Version française
Home     About     Download     Resources     Contact us    
Browse thread
another question on lexer function
[ Home ] [ Index: by date | by threads ]
[ Search: ]

[ Message by date: previous | next ] [ Message in thread: previous | next ] [ Thread: previous | next ]
Date: -- (:)
From: Pierre Weis <Pierre.Weis@i...>
Subject: Re: another question on lexer function
> is it forbidden  to use the ";;" token  in a make_lexer function ?

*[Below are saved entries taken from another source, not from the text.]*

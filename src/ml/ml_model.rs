//! 機械学習モデルの共通定義
//!
//! 胸部X線画像の結核重症度分類用CNNモデルと前処理を提供します。

use burn::{
    config::Config,
    module::Module,
    nn::{
        conv::{Conv2d, Conv2dConfig},
        loss::CrossEntropyLossConfig,
        pool::{MaxPool2d, MaxPool2dConfig},
        Dropout, DropoutConfig, Linear, LinearConfig, Relu,
    },
    tensor::{activation::softmax, backend::Backend, Int, Tensor},
    train::ClassificationOutput,
};
use image::{imageops::FilterType, RgbImage};

pub use crate::diagnosis::{CLASS_NAMES, NUM_CLASSES};

/// 画像サイズ
pub const IMAGE_SIZE: usize = 224;

/// 全結合層のユニット数
const HIDDEN_UNITS: usize = 128;

/// モデル設定
#[derive(Config, Debug)]
pub struct ModelConfig {
    /// 分類クラス数
    pub num_classes: usize,
    /// ドロップアウト率
    #[config(default = 0.5)]
    pub dropout: f64,
    /// 入力画像サイズ（正方形）
    #[config(default = 224)]
    pub image_size: usize,
}

impl ModelConfig {
    /// Flatten後の特徴次元
    ///
    /// Conv (3x3, no padding): size -> size - 2
    /// Pool (2x2, stride 2): size -> size / 2 (切り捨て)
    /// これを2段繰り返し、64チャネル * feature_map_size^2
    pub fn feature_dim(&self) -> usize {
        let after_conv1 = self.image_size.saturating_sub(2);
        let after_pool1 = after_conv1 / 2;
        let after_conv2 = after_pool1.saturating_sub(2);
        let feature_map_size = after_conv2 / 2;
        64 * feature_map_size * feature_map_size
    }

    /// モデルを初期化
    pub fn init<B: Backend>(&self, device: &B::Device) -> TbClassifier<B> {
        let d = self.feature_dim();
        assert!(
            d > 0,
            "入力サイズが小さすぎます: {} (最小10x10が必要)",
            self.image_size
        );

        tracing::debug!(
            "[Model] 入力サイズ: {}x{}, Flatten後の特徴次元: {}, FC1: {} -> {}, FC2: {} -> {}",
            self.image_size,
            self.image_size,
            d,
            d,
            HIDDEN_UNITS,
            HIDDEN_UNITS,
            self.num_classes
        );

        TbClassifier {
            conv1: Conv2dConfig::new([3, 32], [3, 3])
                .with_stride([1, 1])
                .init(device),
            pool1: MaxPool2dConfig::new([2, 2]).with_strides([2, 2]).init(),

            conv2: Conv2dConfig::new([32, 64], [3, 3])
                .with_stride([1, 1])
                .init(device),
            pool2: MaxPool2dConfig::new([2, 2]).with_strides([2, 2]).init(),

            dropout: DropoutConfig::new(self.dropout).init(),
            fc1: LinearConfig::new(d, HIDDEN_UNITS).init(device),
            fc2: LinearConfig::new(HIDDEN_UNITS, self.num_classes).init(device),

            activation: Relu::new(),
        }
    }
}

/// 結核重症度分類用CNNモデル
///
/// # アーキテクチャ
/// - {Conv 3x3 (no padding) + ReLU + MaxPool 2x2} x 2層 (32, 64 フィルタ)
/// - Flatten
/// - Dropout
/// - FC: d -> 128 + ReLU
/// - FC: 128 -> num_classes
/// - Softmax (分類時)
#[derive(Module, Debug)]
pub struct TbClassifier<B: Backend> {
    conv1: Conv2d<B>, // 3 -> 32
    pool1: MaxPool2d,
    conv2: Conv2d<B>, // 32 -> 64
    pool2: MaxPool2d,

    dropout: Dropout,
    fc1: Linear<B>, // d -> 128
    fc2: Linear<B>, // 128 -> num_classes

    activation: Relu,
}

impl<B: Backend> TbClassifier<B> {
    /// 順伝播
    ///
    /// # 引数
    /// - `images`: バッチ画像 [batch_size, 3, size, size]
    ///
    /// # 戻り値
    /// - クラスごとのロジット [batch_size, num_classes]
    pub fn forward(&self, images: Tensor<B, 4>) -> Tensor<B, 2> {
        let [batch_size, _, _, _] = images.dims();

        let x = self.conv1.forward(images);
        let x = self.activation.forward(x);
        let x = self.pool1.forward(x);

        let x = self.conv2.forward(x);
        let x = self.activation.forward(x);
        let x = self.pool2.forward(x);

        let [_, c, h, w] = x.dims();
        let x = x.reshape([batch_size, c * h * w]);
        let x = self.dropout.forward(x);

        let x = self.fc1.forward(x);
        let x = self.activation.forward(x);

        self.fc2.forward(x)
    }

    /// クラスごとの確率 [batch_size, num_classes]
    pub fn forward_probabilities(&self, images: Tensor<B, 4>) -> Tensor<B, 2> {
        softmax(self.forward(images), 1)
    }

    /// 順伝播と損失計算（学習用）
    ///
    /// ロジットに対するクロスエントロピー（softmax + categorical cross-entropy と等価）
    pub fn forward_classification(
        &self,
        images: Tensor<B, 4>,
        targets: Tensor<B, 1, Int>,
    ) -> ClassificationOutput<B> {
        let output = self.forward(images);
        let loss = CrossEntropyLossConfig::new()
            .init(&output.device())
            .forward(output.clone(), targets.clone());

        ClassificationOutput::new(loss, output, targets)
    }
}

/// RGB画像をリサイズし [0, 1] にスケーリング
///
/// # 戻り値
/// - (C, H, W) の順で平坦化した画素値
pub fn normalize_image(img: &RgbImage, size: usize) -> Vec<f32> {
    let resized = if img.width() as usize == size && img.height() as usize == size {
        img.clone()
    } else {
        image::imageops::resize(img, size as u32, size as u32, FilterType::Triangle)
    };

    let mut data = Vec::with_capacity(3 * size * size);
    for channel in 0..3 {
        for pixel in resized.pixels() {
            data.push(pixel[channel] as f32 / 255.0);
        }
    }
    data
}

/// 画像を読み込んで正規化（サイズ指定版）
pub fn load_and_normalize_image_with_size(
    path: &std::path::Path,
    size: usize,
) -> anyhow::Result<Vec<f32>> {
    let img = image::open(path)
        .map_err(|e| anyhow::anyhow!("画像の読み込みに失敗しました {}: {}", path.display(), e))?
        .to_rgb8();
    Ok(normalize_image(&img, size))
}

#[cfg(test)]
mod tests {
    use super::*;
    use burn_ndarray::{NdArray, NdArrayDevice};
    use image::Rgb;

    type TestBackend = NdArray<f32>;

    #[test]
    fn test_feature_dim() {
        let config = ModelConfig::new(NUM_CLASSES);
        assert_eq!(config.image_size, IMAGE_SIZE);
        // 224 -> 222 -> 111 -> 109 -> 54
        assert_eq!(config.feature_dim(), 64 * 54 * 54);

        let small = ModelConfig::new(NUM_CLASSES).with_image_size(32);
        // 32 -> 30 -> 15 -> 13 -> 6
        assert_eq!(small.feature_dim(), 64 * 6 * 6);
    }

    #[test]
    fn test_forward_shapes_and_probabilities() {
        let device = NdArrayDevice::Cpu;
        let model = ModelConfig::new(NUM_CLASSES)
            .with_image_size(32)
            .init::<TestBackend>(&device);

        let images = Tensor::<TestBackend, 4>::ones([2, 3, 32, 32], &device);
        let logits = model.forward(images.clone());
        assert_eq!(logits.dims(), [2, NUM_CLASSES]);

        let probs = model
            .forward_probabilities(images)
            .into_data()
            .to_vec::<f32>()
            .unwrap();
        for row in probs.chunks(NUM_CLASSES) {
            let sum: f32 = row.iter().sum();
            assert!((sum - 1.0).abs() < 1e-4);
            assert!(row.iter().all(|p| (0.0..=1.0).contains(p)));
        }
    }

    #[test]
    fn test_normalize_image_resizes_and_scales() {
        let img = RgbImage::from_pixel(64, 48, Rgb([255, 0, 51]));
        let data = normalize_image(&img, 16);
        assert_eq!(data.len(), 3 * 16 * 16);

        let plane = 16 * 16;
        // リサンプリングの丸め誤差は1階調まで許容
        let tolerance = 1.0 / 255.0 + 1e-6;
        assert!(data[..plane].iter().all(|v| (*v - 1.0).abs() <= tolerance));
        assert!(data[plane..2 * plane].iter().all(|v| v.abs() <= tolerance));
        assert!(data[2 * plane..].iter().all(|v| (*v - 0.2).abs() <= tolerance));
    }

    #[test]
    fn test_load_image_from_file() {
        let dir = tempfile::tempdir().unwrap();
        let path = dir.path().join("xray.png");
        RgbImage::from_pixel(40, 40, Rgb([128, 128, 128]))
            .save(&path)
            .unwrap();

        let data = load_and_normalize_image_with_size(&path, 20).unwrap();
        assert_eq!(data.len(), 3 * 20 * 20);
        assert!(load_and_normalize_image_with_size(&dir.path().join("missing.png"), 20).is_err());
    }
}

You cannot use an arbitrary sequence of characters as a declared
keyword: the sequences you write must be recognized as an identifier
by the ``next_token'' function inside make_lexer, (or be a single
non-alphanumeric character). The next_token function recognizes two
kinds of identifiers: regular ones (roughly speaking sequences of
alphanumeric characters), and special ones or symbols (sequences of
non alphanumeric characters, such as ++). Once an identifier is
recognized, it is compared with the list of declared keywords: if
found in the list, a Kwd token is emitted, otherwise an Ident token is
returned.

Since the sequence ;; is recognized as two single characters by
next_token (same treatment as for parens, brackets or commas).  But
the rule for single non-alphanumeric characters is that they must have
been declared as keywords, or it is a lexical error. Since ; has not
been declared as a keyword of the lexer, an error occurs.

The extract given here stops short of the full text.